# Englander 30-NC vs more expensive stoves



## Sodbuster (Sep 23, 2012)

I've been lurking on this site for a couple of years now, have learned a lot, but still have some questions. I'm not new to burning wood, I've had a Lopi Freedom and a Quadrafire 5100, both of which I liked. When we moved into our new house it came with a standard zero clearance Superior fireplace that is useless. After suffering through a winters worth of crushing propane bills, I decided to once again heat with wood. I went to the local stove shop, and the owner showed me a PE Summit stove. It looked nice, but by the time he added on all the bells and whistles the $1495 stove ballooned to $2500. From researching on this site, I can see the Englander 30-NC is a well respected stove, that is priced very nicely. My question is, what would I be getting for the extra $1000 to $1500, to get the PE? Other stoves have similiar premiums, Lopi, Quadrafire etc. Thanks


----------



## begreen (Sep 23, 2012)

I'm guessing you were looking at smaller PE stoves first. The base price for a Summit is around $2000. Englander and Drolet have less expensive 3 cu ft stoves. They are solidly built with some significant construction differences from the Summit, but if you are looking for bottom line savings, the Englander should get the job done.


----------



## BrowningBAR (Sep 23, 2012)

The PE will give you longer burns than the 30 based on the reports here. About 12 hours vs 10 hours, if I recall.

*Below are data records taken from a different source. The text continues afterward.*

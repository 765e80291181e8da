//! `PgRotationStore` against a real database.
//!
//! Covers the guarantees that let several schedulers share one database:
//! - a selection insert is first-writer-wins per `(issue, module)`
//! - a manual upsert never overwrites a confirmed row
//! - usage is applied in one transaction; a stale cursor rolls it all back
//! - a row is claimed once; the second confirmer sees `AlreadyConfirmed`
//! - a paid unit is never used past its weekly cap

use adrotate_core::confirm::plan_usage;
use adrotate_core::error::StoreError;
use adrotate_core::store::{CursorMove, RotationStore, UsageOutcome, UsagePlan};
use adrotate_core::types::{NewSelection, Selection, SelectionPolicy};
use adrotate_db::PgRotationStore;
use chrono::NaiveDate;
use sqlx::PgPool;

// ---------------------------------------------------------------------------
// Helpers
// ---------------------------------------------------------------------------

fn issue_date() -> NaiveDate {
    NaiveDate::from_ymd_opt(2025, 6, 2).unwrap()
}

/// One publication, one sequential module, sponsor `a` at position 1 with
/// unit `u_a`, and issue `iss_1`.
async fn seed(pool: &PgPool) {
    sqlx::query("INSERT INTO publications (id, name) VALUES ('pub_1', 'Weekly')")
        .execute(pool)
        .await
        .unwrap();
    sqlx::query(
        "INSERT INTO modules (id, publication_id, name, selection_policy, display_order)
         VALUES ('mod_1', 'pub_1', 'Top', 'sequential', 1)",
    )
    .execute(pool)
    .await
    .unwrap();
    sqlx::query("INSERT INTO sponsors (id, name) VALUES ('a', 'Acme')")
        .execute(pool)
        .await
        .unwrap();
    sqlx::query(
        "INSERT INTO module_sponsors (module_id, sponsor_id, display_order)
         VALUES ('mod_1', 'a', 1)",
    )
    .execute(pool)
    .await
    .unwrap();
    sqlx::query(
        "INSERT INTO creative_units (id, sponsor_id, module_id, display_order)
         VALUES ('u_a', 'a', 'mod_1', 1), ('u_a2', 'a', 'mod_1', 2)",
    )
    .execute(pool)
    .await
    .unwrap();
    sqlx::query(
        "INSERT INTO issues (id, publication_id, issue_date) VALUES ('iss_1', 'pub_1', $1)",
    )
    .bind(issue_date())
    .execute(pool)
    .await
    .unwrap();
}

fn pick(unit_id: &str) -> NewSelection {
    NewSelection::new("iss_1", "mod_1", SelectionPolicy::Sequential, "test pick".to_string())
        .with_pick("a", unit_id)
}

async fn fresh_plan(store: &PgRotationStore, selection: &Selection) -> UsagePlan {
    let module = store.get_module("mod_1").await.unwrap().unwrap();
    let unit_id = selection.unit_id.as_deref().unwrap();
    let unit = store.get_unit(unit_id).await.unwrap().unwrap();
    let linked = store.list_linked_sponsors("mod_1").await.unwrap();
    let units = store.list_units("mod_1").await.unwrap();
    plan_usage(&selection.id, &module, &unit, &linked, &units, issue_date())
}

async fn counters(pool: &PgPool) -> (i32, i32, i32, i32, i32) {
    sqlx::query_as::<_, (i32, i32, i32, i32, i32)>(
        "SELECT u.times_used, s.times_used, ms.times_used, ms.unit_cursor, m.rotation_cursor
         FROM creative_units u, sponsors s, module_sponsors ms, modules m
         WHERE u.id = 'u_a' AND s.id = 'a'
           AND ms.module_id = 'mod_1' AND ms.sponsor_id = 'a'
           AND m.id = 'mod_1'",
    )
    .fetch_one(pool)
    .await
    .unwrap()
}

// ---------------------------------------------------------------------------
// Selection writes
// ---------------------------------------------------------------------------

#[sqlx::test(migrations = "./migrations")]
async fn second_insert_returns_first_row(pool: PgPool) {
    seed(&pool).await;
    let store = PgRotationStore::new(pool);

    let first = store.insert_selection(&pick("u_a")).await.unwrap();
    let second = store.insert_selection(&pick("u_a2")).await.unwrap();

    assert_eq!(second.id, first.id);
    assert_eq!(second.unit_id.as_deref(), Some("u_a"));
    assert_eq!(store.list_selections("iss_1").await.unwrap().len(), 1);
}

#[sqlx::test(migrations = "./migrations")]
async fn concurrent_inserts_agree_on_one_row(pool: PgPool) {
    seed(&pool).await;
    let store = PgRotationStore::new(pool);

    let pick_a = pick("u_a");
    let pick_a2 = pick("u_a2");
    let (left, right) = tokio::join!(
        store.insert_selection(&pick_a),
        store.insert_selection(&pick_a2),
    );
    assert_eq!(left.unwrap().id, right.unwrap().id);
    assert_eq!(store.list_selections("iss_1").await.unwrap().len(), 1);
}

#[sqlx::test(migrations = "./migrations")]
async fn manual_upsert_replaces_unconfirmed_but_not_confirmed(pool: PgPool) {
    seed(&pool).await;
    let store = PgRotationStore::new(pool);

    store.insert_selection(&pick("u_a")).await.unwrap();
    let manual = NewSelection::new(
        "iss_1",
        "mod_1",
        SelectionPolicy::Manual,
        "manually assigned unit u_a2".to_string(),
    )
    .with_pick("a", "u_a2");
    let replaced = store.upsert_manual_selection(&manual).await.unwrap().unwrap();
    assert_eq!(replaced.unit_id.as_deref(), Some("u_a2"));
    assert_eq!(replaced.policy, SelectionPolicy::Manual);

    let plan = fresh_plan(&store, &replaced).await;
    assert_eq!(store.apply_usage(&plan).await.unwrap(), UsageOutcome::Recorded);

    let again = NewSelection::new(
        "iss_1",
        "mod_1",
        SelectionPolicy::Manual,
        "manually assigned unit u_a".to_string(),
    )
    .with_pick("a", "u_a");
    assert!(store.upsert_manual_selection(&again).await.unwrap().is_none());

    let rows = store.list_selections("iss_1").await.unwrap();
    assert_eq!(rows.len(), 1);
    assert_eq!(rows[0].unit_id.as_deref(), Some("u_a2"));
    assert!(rows[0].confirmed_at.is_some());
}

// ---------------------------------------------------------------------------
// Usage application
// ---------------------------------------------------------------------------

#[sqlx::test(migrations = "./migrations")]
async fn usage_is_recorded_once(pool: PgPool) {
    seed(&pool).await;
    let store = PgRotationStore::new(pool.clone());

    let selection = store.insert_selection(&pick("u_a")).await.unwrap();
    let plan = fresh_plan(&store, &selection).await;

    assert_eq!(store.apply_usage(&plan).await.unwrap(), UsageOutcome::Recorded);
    assert_eq!(counters(&pool).await, (1, 1, 1, 2, 1));

    assert_eq!(
        store.apply_usage(&plan).await.unwrap(),
        UsageOutcome::AlreadyConfirmed
    );
    assert_eq!(counters(&pool).await, (1, 1, 1, 2, 1));
    assert!(store.list_unconfirmed_selections("iss_1").await.unwrap().is_empty());
}

#[sqlx::test(migrations = "./migrations")]
async fn stale_module_cursor_rolls_back_everything(pool: PgPool) {
    seed(&pool).await;
    let store = PgRotationStore::new(pool.clone());

    let selection = store.insert_selection(&pick("u_a")).await.unwrap();
    let mut plan = fresh_plan(&store, &selection).await;
    plan.module_cursor = Some(CursorMove { expected: 7, next: 2 });

    let err = store.apply_usage(&plan).await.unwrap_err();
    assert!(matches!(err, StoreError::Conflict(_)));

    assert_eq!(counters(&pool).await, (0, 0, 0, 1, 1));
    let unit = store.get_unit("u_a").await.unwrap().unwrap();
    assert!(unit.last_used_date.is_none());
    assert_eq!(store.list_unconfirmed_selections("iss_1").await.unwrap().len(), 1);

    // A fresh plan goes through once the stale one is gone.
    let plan = fresh_plan(&store, &selection).await;
    assert_eq!(store.apply_usage(&plan).await.unwrap(), UsageOutcome::Recorded);
}

#[sqlx::test(migrations = "./migrations")]
async fn stale_unit_counter_is_a_conflict(pool: PgPool) {
    seed(&pool).await;
    let store = PgRotationStore::new(pool.clone());

    let selection = store.insert_selection(&pick("u_a")).await.unwrap();
    let mut plan = fresh_plan(&store, &selection).await;
    plan.unit_times_used = CursorMove { expected: 3, next: 4 };

    let err = store.apply_usage(&plan).await.unwrap_err();
    assert!(matches!(err, StoreError::Conflict(_)));
    assert_eq!(counters(&pool).await, (0, 0, 0, 1, 1));
}

#[sqlx::test(migrations = "./migrations")]
async fn unit_at_cap_is_refused(pool: PgPool) {
    seed(&pool).await;
    sqlx::query(
        "UPDATE creative_units SET is_paid = true, weekly_cap = 1, times_used = 1 WHERE id = 'u_a'",
    )
    .execute(&pool)
    .await
    .unwrap();
    let store = PgRotationStore::new(pool.clone());

    let selection = store.insert_selection(&pick("u_a")).await.unwrap();
    let plan = fresh_plan(&store, &selection).await;

    let err = store.apply_usage(&plan).await.unwrap_err();
    assert!(matches!(err, StoreError::CapReached(ref id) if id == "u_a"));
    assert_eq!(counters(&pool).await, (1, 0, 0, 1, 1));
    assert_eq!(store.list_unconfirmed_selections("iss_1").await.unwrap().len(), 1);
}
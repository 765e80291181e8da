//! Sponsor rows and their per-module links (`module_sponsors`).

use crate::models::LinkedSponsor;
use chrono::NaiveDate;
use sqlx::{PgConnection, PgPool};

/// All sponsors linked to a module, ordered by link position.
pub async fn list_linked(
    pool: &PgPool,
    module_id: &str,
) -> Result<Vec<LinkedSponsor>, sqlx::Error> {
    sqlx::query_as::<_, LinkedSponsor>(
        r#"
        SELECT ms.module_id, ms.sponsor_id, ms.display_order, ms.priority,
               ms.times_used, ms.unit_cursor,
               s.name AS sponsor_name,
               s.is_active AS sponsor_is_active,
               s.times_used AS sponsor_times_used,
               s.last_used_date AS sponsor_last_used_date
        FROM module_sponsors ms
        JOIN sponsors s ON s.id = ms.sponsor_id
        WHERE ms.module_id = $1
        ORDER BY ms.display_order ASC
        "#,
    )
    .bind(module_id)
    .fetch_all(pool)
    .await
}

/// Bumps the sponsor's reporting counters.
pub async fn record_use(
    conn: &mut PgConnection,
    sponsor_id: &str,
    used_on: NaiveDate,
) -> Result<(), sqlx::Error> {
    sqlx::query(
        r#"
        UPDATE sponsors
        SET times_used = times_used + 1,
            last_used_date = $1,
            updated_at = now()
        WHERE id = $2
        "#,
    )
    .bind(used_on)
    .bind(sponsor_id)
    .execute(conn)
    .await?;
    Ok(())
}

/// Bumps the link's fairness counter and swaps its unit cursor from
/// `expected` to `next`. Returns `false` on a cursor mismatch.
pub async fn record_link_use(
    conn: &mut PgConnection,
    module_id: &str,
    sponsor_id: &str,
    expected_cursor: i32,
    next_cursor: i32,
) -> Result<bool, sqlx::Error> {
    let result = sqlx::query(
        r#"
        UPDATE module_sponsors
        SET times_used = times_used + 1,
            unit_cursor = $1
        WHERE module_id = $2 AND sponsor_id = $3 AND unit_cursor = $4
        "#,
    )
    .bind(next_cursor)
    .bind(module_id)
    .bind(sponsor_id)
    .bind(expected_cursor)
    .execute(conn)
    .await?;
    Ok(result.rows_affected() == 1)
}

Some do not like the looks of the Englander, especially when it is compared to a soapstone or cast iron stove.


----------



## Sodbuster (Sep 23, 2012)

I may have been looking at the smaller PE stoves, his selection was a little thin. I do know that PE taps you for every little thing, almost light an al la cart menu. The Summit stove as 1425 but then there were up charges for: leg adapter, legs, black door, ash pan and blower. The blower alone was $315  I need to heat around 2700 square feet would the Englander 30 be up to the task?


----------



## begreen (Sep 23, 2012)

http://www.chimneysweeponline.com/pacsumm.htm

How well the 30NC will work will depend on the house layout, insulation and the wood supply. It's a capable heater, but it can only do so much. Same for the Summit. If the house is leaky and the wood supply is only semi-seasoned, then it's going to be close or disappointing. If the house is well insulated, wood is nice and dry and the floorplan is pretty open, then yes, it may be up to the challenge.


----------



## Sodbuster (Sep 24, 2012)

Thanks Begreen, I think our layout should work quite well. The fireplace is in the great room, which is centrally located in the house. The great room is open to the loft on the second floor, and a bedroom door is on either end of the loft. Home is 2x6 construction, and well insulated. I think I'm going to pull the trigger on the 30-NC. I just can't see paying $1000+ more for a stove with the same size firebox.  I agree with BrowningBAR, it's not the most elegant looking stove in the world, but I've seen worse! I'm sure I'll have more questions as I move along with tearing the old fireplace out, and installing the new. Thanks again.


----------



## begreen (Sep 24, 2012)

You'll have plenty of good company with that stove. There are lots of owners here that can help you out with questions.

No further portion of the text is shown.